The duo’s final season in Sylacauga ended abruptly due to the coronavirus pandemic. The Lady Aggies finished 6-6.
“It hurt a lot because we all thought we had a good chance to make it to state,” Turner said. “We got out there and worked in the offseason as well. I play basketball, so I was conditioned and stuff. It just hurts because I wish I could play with that team one more time because I know we had a good chance of going all the way.”
While Wilkinson said it was disappointing she didn’t get to finish out her senior season, it stung twice as much because she was being coached by her father. She added her father has been actively involved in her softball journey since she began playing the sport when she was 5 years old.
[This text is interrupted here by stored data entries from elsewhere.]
//! Request, candidate, score, and trace types shared across the pipeline.

pub mod candidate;
pub mod context;
pub mod profile;
pub mod query;
pub mod result;
pub mod score;
pub mod trace;

pub use candidate::Candidate;
pub use context::QueryContext;
pub use profile::{
    ADAPTIVE_PROFILE, ENHANCED_PROFILE, ProfileRegistry, STANDARD_PROFILE, SignalWeights,
    WeightProfile,
};
pub use query::{ProfileSelector, Query, QueryOptions, SearchRequest};
pub use result::{DebugTrace, RankedResult, SearchResponse, SignalFallback};
pub use score::{ScoreVector, Signal, SignalOutcome};
pub use trace::{PipelineTrace, Stage, StageStatus, StageTiming, TraceRecorder};
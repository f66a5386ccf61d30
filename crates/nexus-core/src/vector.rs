//! Dense-vector helpers used by every similarity-based signal.

/// Cosine similarity in `[-1, 1]`, or `None` for empty, mismatched, or
/// zero-norm inputs.
#[must_use]
pub fn cosine_similarity(left: &[f32], right: &[f32]) -> Option<f32> {
    if left.len() != right.len() || left.is_empty() {
        return None;
    }

    let mut dot = 0.0_f32;
    let mut left_norm_sq = 0.0_f32;
    let mut right_norm_sq = 0.0_f32;

    for (a, b) in left.iter().zip(right.iter()) {
        dot += a * b;
        left_norm_sq += a * a;
        right_norm_sq += b * b;
    }

    let denom = left_norm_sq.sqrt() * right_norm_sq.sqrt();
    if denom <= f32::EPSILON {
        return None;
    }

    Some((dot / denom).clamp(-1.0, 1.0))
}

/// Cosine similarity clamped to `[0, 1]`.
///
/// Orthogonal and opposed vectors both score 0, so a retrieval threshold
/// reads on the cosine scale. Incomparable vectors score 0.
#[must_use]
pub fn unit_similarity(left: &[f32], right: &[f32]) -> f32 {
    cosine_similarity(left, right).map_or(0.0, |cosine| cosine.max(0.0))
}

/// Element-wise mean of `vectors`.
///
/// Vectors whose dimension differs from the first one are ignored. Returns
/// `None` when no vector contributes.
#[must_use]
pub fn centroid<'a>(vectors: impl IntoIterator<Item = &'a [f32]>) -> Option<Vec<f32>> {
    let mut sum: Option<Vec<f32>> = None;
    let mut count = 0_usize;

    for vector in vectors {
        if vector.is_empty() {
            continue;
        }
        match sum.as_mut() {
            None => {
                sum = Some(vector.to_vec());
                count = 1;
            }
            Some(acc) if acc.len() == vector.len() => {
                for (slot, value) in acc.iter_mut().zip(vector) {
                    *slot += value;
                }
                count += 1;
            }
            Some(_) => {}
        }
    }

    let mut mean = sum?;
    let n = count as f32;
    for slot in &mut mean {
        *slot /= n;
    }
    Some(mean)
}

#[cfg(test)]
mod tests {
    use super::*;

    #[test]
    fn cosine_of_identical_vectors_is_one() {
        let v = [0.3, 0.4, 0.5];
        let sim = cosine_similarity(&v, &v).expect("comparable");
        assert!((sim - 1.0).abs() < 1e-6);
    }

    #[test]
    fn cosine_rejects_mismatched_and_zero_vectors() {
        assert!(cosine_similarity(&[1.0, 0.0], &[1.0]).is_none());
        assert!(cosine_similarity(&[0.0, 0.0], &[1.0, 0.0]).is_none());
        assert!(cosine_similarity(&[], &[]).is_none());
    }

    #[test]
    fn unit_similarity_clamps_unrelated_vectors_to_zero() {
        assert_eq!(unit_similarity(&[1.0, 0.0], &[-1.0, 0.0]), 0.0);
        assert_eq!(unit_similarity(&[1.0, 0.0], &[0.0, 1.0]), 0.0);
        assert!((unit_similarity(&[1.0, 0.0], &[0.8, 0.6]) - 0.8).abs() < 1e-6);
        assert_eq!(unit_similarity(&[1.0], &[1.0, 2.0]), 0.0);
    }

    #[test]
    fn centroid_averages_matching_dimensions() {
        let a = [1.0_f32, 0.0];
        let b = [0.0_f32, 1.0];
        let odd = [5.0_f32, 5.0, 5.0];
        let mean = centroid([&a[..], &b[..], &odd[..]]).expect("centroid");
        assert_eq!(mean, vec![0.5, 0.5]);
    }

    #[test]
    fn centroid_of_nothing_is_none() {
        assert!(centroid(std::iter::empty::<&[f32]>()).is_none());
    }
}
“It was really fun for him to be able to coach me this year because it was also my senior year and it was his first year as head softball coach,” she said. “We were both just so excited to be able to be closer, and then it just got taken away from us.”
Wilkinson said versatility is something she learned early in the sport.
“As a kid, I was always told, ‘You’re going to learn how to play this position even if you never play it,’” she said. “That’s just stuck with me through everything because what if someone gets hurt? On the depth chart, you have at least three people that can play that position, so if they’re all three hurt, who’s going to step in and do that? I’m glad I can be the person to be able to do that.”
Wilkinson said she plans to get her associate degree at Southern Union and transfer to complete her major. Her goal is to work in the special education career field, but she wants to get as much softball in as she can while on that path.
“I’m going to work hard these next two years and see if any bigger schools will offer me,” she said.
Turner said she plans to major in biology and pursue a career in nursing.